╭─ Records for the task

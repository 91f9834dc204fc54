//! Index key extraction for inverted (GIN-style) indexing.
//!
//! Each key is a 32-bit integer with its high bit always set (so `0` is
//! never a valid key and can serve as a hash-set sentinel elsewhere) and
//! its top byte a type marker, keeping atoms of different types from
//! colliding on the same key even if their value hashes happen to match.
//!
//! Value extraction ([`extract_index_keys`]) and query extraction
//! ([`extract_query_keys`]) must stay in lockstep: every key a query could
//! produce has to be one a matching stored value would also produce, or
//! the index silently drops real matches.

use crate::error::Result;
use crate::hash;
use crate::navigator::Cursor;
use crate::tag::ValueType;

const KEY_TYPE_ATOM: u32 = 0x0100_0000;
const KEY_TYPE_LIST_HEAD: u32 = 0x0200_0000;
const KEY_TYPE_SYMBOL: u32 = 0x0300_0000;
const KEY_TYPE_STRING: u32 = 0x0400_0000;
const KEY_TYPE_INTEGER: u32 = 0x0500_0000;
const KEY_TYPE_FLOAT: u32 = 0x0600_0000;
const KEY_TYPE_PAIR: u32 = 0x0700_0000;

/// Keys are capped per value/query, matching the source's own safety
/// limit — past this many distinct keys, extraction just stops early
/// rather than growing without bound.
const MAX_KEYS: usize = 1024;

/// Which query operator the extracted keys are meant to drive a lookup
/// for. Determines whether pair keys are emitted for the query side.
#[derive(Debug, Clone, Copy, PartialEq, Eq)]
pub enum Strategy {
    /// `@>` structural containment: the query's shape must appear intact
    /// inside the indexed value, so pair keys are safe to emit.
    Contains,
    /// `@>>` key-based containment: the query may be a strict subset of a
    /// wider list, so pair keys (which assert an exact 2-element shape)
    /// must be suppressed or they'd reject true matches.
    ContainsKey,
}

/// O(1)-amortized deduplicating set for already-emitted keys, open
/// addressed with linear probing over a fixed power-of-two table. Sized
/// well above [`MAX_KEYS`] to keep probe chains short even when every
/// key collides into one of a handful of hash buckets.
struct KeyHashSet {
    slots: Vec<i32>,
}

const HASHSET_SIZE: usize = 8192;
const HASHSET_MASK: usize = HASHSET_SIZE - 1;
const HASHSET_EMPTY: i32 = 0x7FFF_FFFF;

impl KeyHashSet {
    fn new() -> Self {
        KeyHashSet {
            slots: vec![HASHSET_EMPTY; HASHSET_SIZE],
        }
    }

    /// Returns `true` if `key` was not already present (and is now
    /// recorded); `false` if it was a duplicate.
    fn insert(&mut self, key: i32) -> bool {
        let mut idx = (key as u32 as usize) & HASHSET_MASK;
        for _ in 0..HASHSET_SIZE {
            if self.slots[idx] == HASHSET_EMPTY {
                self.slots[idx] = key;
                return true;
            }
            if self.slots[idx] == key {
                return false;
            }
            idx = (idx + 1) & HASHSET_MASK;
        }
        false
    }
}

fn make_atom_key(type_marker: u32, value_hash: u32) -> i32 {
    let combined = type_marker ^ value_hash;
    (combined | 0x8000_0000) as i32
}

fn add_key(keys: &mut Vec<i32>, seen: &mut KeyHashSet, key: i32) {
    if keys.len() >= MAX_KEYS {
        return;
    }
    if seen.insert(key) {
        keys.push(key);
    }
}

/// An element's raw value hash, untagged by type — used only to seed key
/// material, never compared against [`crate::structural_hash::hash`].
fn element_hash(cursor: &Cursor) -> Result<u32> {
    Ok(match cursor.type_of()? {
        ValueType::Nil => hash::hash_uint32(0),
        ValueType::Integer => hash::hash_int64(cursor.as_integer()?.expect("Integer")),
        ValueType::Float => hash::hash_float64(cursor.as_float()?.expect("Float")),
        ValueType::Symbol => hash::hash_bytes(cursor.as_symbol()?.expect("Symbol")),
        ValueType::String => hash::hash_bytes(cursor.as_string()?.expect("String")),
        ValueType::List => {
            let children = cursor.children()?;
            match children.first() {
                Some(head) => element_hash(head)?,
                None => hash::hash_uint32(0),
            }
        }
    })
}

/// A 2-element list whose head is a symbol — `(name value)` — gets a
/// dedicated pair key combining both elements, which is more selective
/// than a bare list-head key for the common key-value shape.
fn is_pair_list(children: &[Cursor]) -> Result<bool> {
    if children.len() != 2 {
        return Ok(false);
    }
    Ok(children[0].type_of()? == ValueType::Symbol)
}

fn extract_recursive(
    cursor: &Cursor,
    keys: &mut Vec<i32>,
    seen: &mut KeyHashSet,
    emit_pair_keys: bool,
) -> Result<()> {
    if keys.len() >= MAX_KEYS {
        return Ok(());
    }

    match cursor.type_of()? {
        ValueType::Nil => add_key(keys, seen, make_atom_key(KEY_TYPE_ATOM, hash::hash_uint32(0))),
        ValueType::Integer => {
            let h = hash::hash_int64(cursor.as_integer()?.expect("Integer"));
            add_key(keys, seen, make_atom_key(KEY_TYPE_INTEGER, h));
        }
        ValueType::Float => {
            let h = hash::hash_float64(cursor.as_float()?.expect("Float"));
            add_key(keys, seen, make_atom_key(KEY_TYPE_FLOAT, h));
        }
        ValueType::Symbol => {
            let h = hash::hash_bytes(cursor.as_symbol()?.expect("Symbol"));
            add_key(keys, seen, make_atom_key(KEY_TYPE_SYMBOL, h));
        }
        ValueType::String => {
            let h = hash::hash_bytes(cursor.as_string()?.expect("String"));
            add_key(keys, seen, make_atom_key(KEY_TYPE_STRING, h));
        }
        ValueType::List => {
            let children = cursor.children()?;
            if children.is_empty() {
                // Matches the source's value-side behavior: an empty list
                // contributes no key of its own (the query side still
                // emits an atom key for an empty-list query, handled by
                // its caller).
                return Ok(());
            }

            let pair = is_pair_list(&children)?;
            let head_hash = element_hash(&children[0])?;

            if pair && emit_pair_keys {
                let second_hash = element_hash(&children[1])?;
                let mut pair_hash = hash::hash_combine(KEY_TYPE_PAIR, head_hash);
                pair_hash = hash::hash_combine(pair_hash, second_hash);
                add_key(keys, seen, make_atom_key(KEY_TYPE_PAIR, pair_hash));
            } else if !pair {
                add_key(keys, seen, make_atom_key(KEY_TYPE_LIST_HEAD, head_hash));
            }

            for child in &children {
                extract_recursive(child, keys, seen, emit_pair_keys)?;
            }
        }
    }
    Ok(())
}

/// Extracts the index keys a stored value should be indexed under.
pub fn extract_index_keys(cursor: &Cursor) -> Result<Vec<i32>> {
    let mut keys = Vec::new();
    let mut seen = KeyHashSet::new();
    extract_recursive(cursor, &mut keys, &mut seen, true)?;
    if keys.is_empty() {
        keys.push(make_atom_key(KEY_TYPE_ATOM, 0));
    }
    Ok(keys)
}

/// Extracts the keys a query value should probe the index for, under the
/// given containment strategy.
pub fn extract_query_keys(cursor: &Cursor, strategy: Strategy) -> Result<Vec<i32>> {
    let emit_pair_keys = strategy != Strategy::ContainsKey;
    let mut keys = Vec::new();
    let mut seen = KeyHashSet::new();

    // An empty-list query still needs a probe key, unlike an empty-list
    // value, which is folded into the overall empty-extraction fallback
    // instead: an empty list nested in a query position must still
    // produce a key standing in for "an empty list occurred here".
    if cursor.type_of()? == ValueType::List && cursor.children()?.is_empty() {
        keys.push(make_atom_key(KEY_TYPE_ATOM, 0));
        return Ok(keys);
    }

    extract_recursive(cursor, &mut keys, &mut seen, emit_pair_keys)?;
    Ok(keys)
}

╰─

What this task involves: Pick every line of the data that includes the string "should".

Expected output:
/// Extracts the index keys a stored value should be indexed under.
/// Extracts the keys a query value should probe the index for, under the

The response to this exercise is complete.